Dataset entries
---*---

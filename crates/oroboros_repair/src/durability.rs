//! # Durability Policy
//!
//! Rarity-adjusted maximum durability and the absolute ceiling for future
//! max-durability item effects.
//!
//! The per-ordinal step used here is independent of
//! [`RarityTier::max_durability_bonus`], which is kept for the upgrade system.

use crate::rarity::RarityTier;

/// Stateless durability formulas.
#[derive(Clone, Copy, Debug, Default)]
pub struct DurabilityPolicy;

impl DurabilityPolicy {
    /// Bonus added to the base maximum per tier step above `Common`.
    pub const RARITY_STEP_MAX_DURABILITY_BONUS: f64 = 0.10;

    /// Hard ceiling as a multiple of the un-buffed base maximum.
    pub const HARD_MAX_DURABILITY_MULTIPLIER: f64 = 2.00;

    /// `base_max * (1 + ordinal * 0.10)`, or zero for a non-positive base.
    ///
    /// An absent rarity counts as `Common`.
    #[must_use]
    pub fn rarity_adjusted_base_max(base_max: f64, rarity: Option<RarityTier>) -> f64 {
        if base_max.is_nan() || base_max <= 0.0 {
            return 0.0;
        }
        let tier = rarity.unwrap_or_default();
        let bonus = f64::from(tier.ordinal()) * Self::RARITY_STEP_MAX_DURABILITY_BONUS;
        base_max * (1.0 + bonus)
    }

    /// `max(0, base_max) * 2.0`.
    #[must_use]
    pub fn hard_cap(base_max: f64) -> f64 {
        base_max.max(0.0) * Self::HARD_MAX_DURABILITY_MULTIPLIER
    }
}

---*---

▶ _YOUR ASSIGNMENT_:
For each record above, output it exactly as written.

▶ _SOLUTION_:
filename crates/oroboros_repair/src/durability.rs
//! # Durability Policy
//!
//! Rarity-adjusted maximum durability and the absolute ceiling for future
//! max-durability item effects.
//!
//! The per-ordinal step used here is independent of
//! [`RarityTier::max_durability_bonus`], which is kept for the upgrade system.

use crate::rarity::RarityTier;

/// Stateless durability formulas.
#[derive(Clone, Copy, Debug, Default)]
pub struct DurabilityPolicy;

impl DurabilityPolicy {
    /// Bonus added to the base maximum per tier step above `Common`.
    pub const RARITY_STEP_MAX_DURABILITY_BONUS: f64 = 0.10;

    /// Hard ceiling as a multiple of the un-buffed base maximum.
    pub const HARD_MAX_DURABILITY_MULTIPLIER: f64 = 2.00;

    /// `base_max * (1 + ordinal * 0.10)`, or zero for a non-positive base.
    ///
    /// An absent rarity counts as `Common`.
    #[must_use]
    pub fn rarity_adjusted_base_max(base_max: f64, rarity: Option<RarityTier>) -> f64 {
        if base_max.is_nan() || base_max <= 0.0 {
            return 0.0;
        }
        let tier = rarity.unwrap_or_default();
        let bonus = f64::from(tier.ordinal()) * Self::RARITY_STEP_MAX_DURABILITY_BONUS;
        base_max * (1.0 + bonus)
    }

    /// `max(0, base_max) * 2.0`.
    #[must_use]
    pub fn hard_cap(base_max: f64) -> f64 {
        base_max.max(0.0) * Self::HARD_MAX_DURABILITY_MULTIPLIER
    }
}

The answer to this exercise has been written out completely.